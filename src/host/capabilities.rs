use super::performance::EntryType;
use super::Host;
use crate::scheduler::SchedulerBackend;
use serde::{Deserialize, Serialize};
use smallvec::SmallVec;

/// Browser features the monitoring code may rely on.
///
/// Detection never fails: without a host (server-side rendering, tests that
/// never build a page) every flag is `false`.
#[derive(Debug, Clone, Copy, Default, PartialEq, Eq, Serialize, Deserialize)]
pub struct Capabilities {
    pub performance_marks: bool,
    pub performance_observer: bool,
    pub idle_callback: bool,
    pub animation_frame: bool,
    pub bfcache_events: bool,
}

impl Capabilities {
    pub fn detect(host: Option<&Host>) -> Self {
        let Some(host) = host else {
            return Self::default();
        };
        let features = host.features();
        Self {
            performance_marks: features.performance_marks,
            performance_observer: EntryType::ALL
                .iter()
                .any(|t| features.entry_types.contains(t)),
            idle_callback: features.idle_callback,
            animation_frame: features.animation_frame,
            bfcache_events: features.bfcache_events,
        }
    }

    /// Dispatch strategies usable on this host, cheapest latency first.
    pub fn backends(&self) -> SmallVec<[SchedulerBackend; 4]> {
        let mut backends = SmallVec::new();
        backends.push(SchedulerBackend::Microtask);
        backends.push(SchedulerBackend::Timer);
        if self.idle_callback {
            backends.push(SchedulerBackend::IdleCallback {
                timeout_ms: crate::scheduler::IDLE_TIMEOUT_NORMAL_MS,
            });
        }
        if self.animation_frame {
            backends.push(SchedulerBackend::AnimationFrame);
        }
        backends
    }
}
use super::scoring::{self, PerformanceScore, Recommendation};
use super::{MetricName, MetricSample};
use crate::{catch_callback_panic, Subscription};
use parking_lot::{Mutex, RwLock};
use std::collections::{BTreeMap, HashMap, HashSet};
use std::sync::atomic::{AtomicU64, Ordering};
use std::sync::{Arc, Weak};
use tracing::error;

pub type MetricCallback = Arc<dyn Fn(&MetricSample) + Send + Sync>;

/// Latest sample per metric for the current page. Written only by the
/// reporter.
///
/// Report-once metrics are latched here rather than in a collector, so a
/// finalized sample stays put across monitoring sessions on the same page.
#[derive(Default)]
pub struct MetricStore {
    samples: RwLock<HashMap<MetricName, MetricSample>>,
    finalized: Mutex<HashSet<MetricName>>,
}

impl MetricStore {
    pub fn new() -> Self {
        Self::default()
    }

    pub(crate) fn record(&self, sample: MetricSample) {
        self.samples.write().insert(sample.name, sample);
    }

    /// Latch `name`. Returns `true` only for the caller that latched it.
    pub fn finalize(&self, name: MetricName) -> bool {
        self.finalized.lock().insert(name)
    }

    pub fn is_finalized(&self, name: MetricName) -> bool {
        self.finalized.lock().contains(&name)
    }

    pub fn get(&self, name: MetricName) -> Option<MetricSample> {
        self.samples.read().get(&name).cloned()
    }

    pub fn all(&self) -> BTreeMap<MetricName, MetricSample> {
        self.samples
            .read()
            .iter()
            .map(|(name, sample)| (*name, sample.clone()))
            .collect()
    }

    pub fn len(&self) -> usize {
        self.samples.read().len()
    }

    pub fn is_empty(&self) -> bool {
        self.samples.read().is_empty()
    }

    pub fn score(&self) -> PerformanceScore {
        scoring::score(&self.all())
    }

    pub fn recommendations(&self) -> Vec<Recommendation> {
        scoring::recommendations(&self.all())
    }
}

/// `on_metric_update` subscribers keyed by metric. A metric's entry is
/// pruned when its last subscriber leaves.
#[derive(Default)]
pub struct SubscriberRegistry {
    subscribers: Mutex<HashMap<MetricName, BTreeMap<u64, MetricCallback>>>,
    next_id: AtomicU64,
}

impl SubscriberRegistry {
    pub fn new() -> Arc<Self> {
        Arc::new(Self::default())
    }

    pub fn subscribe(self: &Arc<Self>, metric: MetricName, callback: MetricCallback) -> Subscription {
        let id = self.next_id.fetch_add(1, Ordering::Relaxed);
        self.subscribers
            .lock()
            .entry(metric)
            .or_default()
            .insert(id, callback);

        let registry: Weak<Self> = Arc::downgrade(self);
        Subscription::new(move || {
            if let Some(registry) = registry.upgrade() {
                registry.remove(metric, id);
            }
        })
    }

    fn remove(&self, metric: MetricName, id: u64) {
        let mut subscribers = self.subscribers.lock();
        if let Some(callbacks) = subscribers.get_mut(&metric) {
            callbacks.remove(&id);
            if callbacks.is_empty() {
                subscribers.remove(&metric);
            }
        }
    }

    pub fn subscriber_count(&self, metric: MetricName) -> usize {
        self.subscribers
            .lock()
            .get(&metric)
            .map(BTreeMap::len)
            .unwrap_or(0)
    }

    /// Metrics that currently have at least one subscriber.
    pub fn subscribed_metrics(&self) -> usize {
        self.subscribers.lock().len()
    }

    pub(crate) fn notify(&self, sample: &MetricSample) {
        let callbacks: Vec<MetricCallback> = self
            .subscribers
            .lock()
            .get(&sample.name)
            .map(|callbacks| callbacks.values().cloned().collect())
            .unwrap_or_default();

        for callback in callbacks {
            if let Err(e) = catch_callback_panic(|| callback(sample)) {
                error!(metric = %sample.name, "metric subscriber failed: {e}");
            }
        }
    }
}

□ □ □

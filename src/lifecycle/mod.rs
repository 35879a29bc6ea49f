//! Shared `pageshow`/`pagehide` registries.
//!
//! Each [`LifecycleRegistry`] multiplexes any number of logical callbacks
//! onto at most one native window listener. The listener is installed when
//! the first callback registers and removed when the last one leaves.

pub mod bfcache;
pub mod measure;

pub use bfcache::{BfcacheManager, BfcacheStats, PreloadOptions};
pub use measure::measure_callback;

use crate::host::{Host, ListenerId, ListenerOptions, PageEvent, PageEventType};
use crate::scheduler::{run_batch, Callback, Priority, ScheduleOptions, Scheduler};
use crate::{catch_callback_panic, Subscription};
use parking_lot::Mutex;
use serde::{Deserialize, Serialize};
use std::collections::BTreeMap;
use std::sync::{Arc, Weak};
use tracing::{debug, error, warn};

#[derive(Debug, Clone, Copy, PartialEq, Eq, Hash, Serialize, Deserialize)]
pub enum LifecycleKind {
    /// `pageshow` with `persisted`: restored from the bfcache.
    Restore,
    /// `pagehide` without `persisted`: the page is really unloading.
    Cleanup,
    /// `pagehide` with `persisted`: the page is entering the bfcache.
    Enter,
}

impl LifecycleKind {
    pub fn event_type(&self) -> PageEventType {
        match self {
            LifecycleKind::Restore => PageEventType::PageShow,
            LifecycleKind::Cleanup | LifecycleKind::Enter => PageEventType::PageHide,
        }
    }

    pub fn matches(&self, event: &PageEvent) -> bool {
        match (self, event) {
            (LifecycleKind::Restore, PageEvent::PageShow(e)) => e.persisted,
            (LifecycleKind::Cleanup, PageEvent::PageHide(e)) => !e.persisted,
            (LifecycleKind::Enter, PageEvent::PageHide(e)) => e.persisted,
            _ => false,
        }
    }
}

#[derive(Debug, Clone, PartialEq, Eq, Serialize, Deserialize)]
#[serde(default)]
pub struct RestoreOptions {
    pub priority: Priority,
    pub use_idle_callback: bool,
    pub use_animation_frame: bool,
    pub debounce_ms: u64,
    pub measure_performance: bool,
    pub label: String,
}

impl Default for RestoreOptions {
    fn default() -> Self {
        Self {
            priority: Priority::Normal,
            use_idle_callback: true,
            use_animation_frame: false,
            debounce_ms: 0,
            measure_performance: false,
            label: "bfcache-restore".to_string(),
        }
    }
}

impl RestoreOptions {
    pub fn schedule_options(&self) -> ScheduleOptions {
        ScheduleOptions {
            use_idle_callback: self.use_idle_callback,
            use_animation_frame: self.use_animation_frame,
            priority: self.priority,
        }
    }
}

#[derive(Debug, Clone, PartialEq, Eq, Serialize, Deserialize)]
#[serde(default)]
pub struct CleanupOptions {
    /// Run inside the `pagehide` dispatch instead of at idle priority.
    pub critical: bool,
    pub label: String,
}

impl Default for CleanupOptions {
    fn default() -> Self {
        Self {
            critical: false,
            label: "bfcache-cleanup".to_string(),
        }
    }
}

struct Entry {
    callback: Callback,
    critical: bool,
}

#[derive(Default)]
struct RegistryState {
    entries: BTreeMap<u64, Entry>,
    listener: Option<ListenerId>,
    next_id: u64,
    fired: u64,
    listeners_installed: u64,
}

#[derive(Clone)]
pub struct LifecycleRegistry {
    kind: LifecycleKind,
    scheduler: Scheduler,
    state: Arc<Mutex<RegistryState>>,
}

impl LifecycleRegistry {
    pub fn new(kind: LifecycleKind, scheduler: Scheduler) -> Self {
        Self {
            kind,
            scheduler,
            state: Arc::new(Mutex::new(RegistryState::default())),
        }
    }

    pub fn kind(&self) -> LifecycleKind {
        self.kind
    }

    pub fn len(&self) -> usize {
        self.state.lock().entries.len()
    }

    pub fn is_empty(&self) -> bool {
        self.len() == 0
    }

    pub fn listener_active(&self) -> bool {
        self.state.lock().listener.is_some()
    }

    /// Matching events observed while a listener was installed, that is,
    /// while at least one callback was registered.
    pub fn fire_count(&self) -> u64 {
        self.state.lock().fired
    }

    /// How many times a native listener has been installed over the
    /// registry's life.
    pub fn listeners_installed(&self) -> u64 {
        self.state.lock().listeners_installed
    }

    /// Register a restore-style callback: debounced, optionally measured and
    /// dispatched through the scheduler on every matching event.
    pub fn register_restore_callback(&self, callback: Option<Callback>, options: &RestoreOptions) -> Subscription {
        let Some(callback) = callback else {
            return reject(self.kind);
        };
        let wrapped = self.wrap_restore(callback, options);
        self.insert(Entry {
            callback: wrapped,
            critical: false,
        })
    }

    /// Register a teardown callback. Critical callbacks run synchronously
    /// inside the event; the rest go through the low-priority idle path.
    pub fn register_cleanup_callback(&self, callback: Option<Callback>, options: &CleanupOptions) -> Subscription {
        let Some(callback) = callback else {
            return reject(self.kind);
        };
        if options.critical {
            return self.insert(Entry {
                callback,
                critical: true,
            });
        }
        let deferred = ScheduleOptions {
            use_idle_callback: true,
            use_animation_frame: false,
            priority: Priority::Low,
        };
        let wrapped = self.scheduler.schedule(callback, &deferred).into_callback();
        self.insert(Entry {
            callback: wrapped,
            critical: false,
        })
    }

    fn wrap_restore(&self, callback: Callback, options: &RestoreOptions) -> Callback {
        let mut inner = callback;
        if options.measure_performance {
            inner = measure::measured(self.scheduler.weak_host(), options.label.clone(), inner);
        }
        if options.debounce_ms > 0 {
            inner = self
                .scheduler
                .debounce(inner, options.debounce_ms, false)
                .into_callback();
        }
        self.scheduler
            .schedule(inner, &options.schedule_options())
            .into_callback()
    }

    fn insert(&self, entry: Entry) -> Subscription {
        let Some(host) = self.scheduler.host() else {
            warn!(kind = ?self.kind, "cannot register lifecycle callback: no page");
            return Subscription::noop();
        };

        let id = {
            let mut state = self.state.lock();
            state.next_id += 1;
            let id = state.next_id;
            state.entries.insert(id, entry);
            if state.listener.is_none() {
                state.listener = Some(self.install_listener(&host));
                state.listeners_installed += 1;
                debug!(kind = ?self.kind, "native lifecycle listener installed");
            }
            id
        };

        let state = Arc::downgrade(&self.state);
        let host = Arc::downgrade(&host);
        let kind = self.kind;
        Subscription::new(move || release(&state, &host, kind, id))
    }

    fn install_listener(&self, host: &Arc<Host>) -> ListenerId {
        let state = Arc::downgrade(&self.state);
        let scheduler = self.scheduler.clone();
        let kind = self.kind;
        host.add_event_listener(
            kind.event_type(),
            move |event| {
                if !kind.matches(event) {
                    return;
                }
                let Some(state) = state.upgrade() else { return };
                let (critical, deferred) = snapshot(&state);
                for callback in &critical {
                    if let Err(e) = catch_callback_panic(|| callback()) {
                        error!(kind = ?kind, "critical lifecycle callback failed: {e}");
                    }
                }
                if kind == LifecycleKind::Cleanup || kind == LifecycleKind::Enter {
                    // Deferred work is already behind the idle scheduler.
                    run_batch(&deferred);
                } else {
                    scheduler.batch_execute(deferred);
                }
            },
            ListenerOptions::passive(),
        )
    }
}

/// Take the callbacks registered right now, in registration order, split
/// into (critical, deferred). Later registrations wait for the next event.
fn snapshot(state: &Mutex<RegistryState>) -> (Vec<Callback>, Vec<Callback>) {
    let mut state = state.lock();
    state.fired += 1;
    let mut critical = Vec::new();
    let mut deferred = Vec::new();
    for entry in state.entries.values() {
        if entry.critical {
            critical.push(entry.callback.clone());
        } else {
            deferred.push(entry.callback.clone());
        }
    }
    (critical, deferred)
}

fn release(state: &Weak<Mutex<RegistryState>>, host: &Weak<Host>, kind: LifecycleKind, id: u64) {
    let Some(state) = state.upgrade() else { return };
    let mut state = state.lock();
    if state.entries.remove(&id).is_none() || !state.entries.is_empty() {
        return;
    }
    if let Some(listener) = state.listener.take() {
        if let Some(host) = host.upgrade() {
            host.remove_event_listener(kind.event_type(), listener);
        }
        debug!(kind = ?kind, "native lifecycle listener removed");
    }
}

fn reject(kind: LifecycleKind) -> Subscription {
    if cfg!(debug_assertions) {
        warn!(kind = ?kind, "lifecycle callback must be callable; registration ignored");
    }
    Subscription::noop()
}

□ □ □

_ABOUT THIS TASK_
Look above for the line with "let mut state = self.state.lock();" and the line with "if kind == LifecycleKind::Cleanup", and reproduce exactly those two lines plus every line between, nothing more.

_FINAL ANSWER_
            let mut state = self.state.lock();
            state.next_id += 1;
            let id = state.next_id;
            state.entries.insert(id, entry);
            if state.listener.is_none() {
                state.listener = Some(self.install_listener(&host));
                state.listeners_installed += 1;
                debug!(kind = ?self.kind, "native lifecycle listener installed");
            }
            id
        };

        let state = Arc::downgrade(&self.state);
        let host = Arc::downgrade(&host);
        let kind = self.kind;
        Subscription::new(move || release(&state, &host, kind, id))
    }

    fn install_listener(&self, host: &Arc<Host>) -> ListenerId {
        let state = Arc::downgrade(&self.state);
        let scheduler = self.scheduler.clone();
        let kind = self.kind;
        host.add_event_listener(
            kind.event_type(),
            move |event| {
                if !kind.matches(event) {
                    return;
                }
                let Some(state) = state.upgrade() else { return };
                let (critical, deferred) = snapshot(&state);
                for callback in &critical {
                    if let Err(e) = catch_callback_panic(|| callback()) {
                        error!(kind = ?kind, "critical lifecycle callback failed: {e}");
                    }
                }
                if kind == LifecycleKind::Cleanup || kind == LifecycleKind::Enter {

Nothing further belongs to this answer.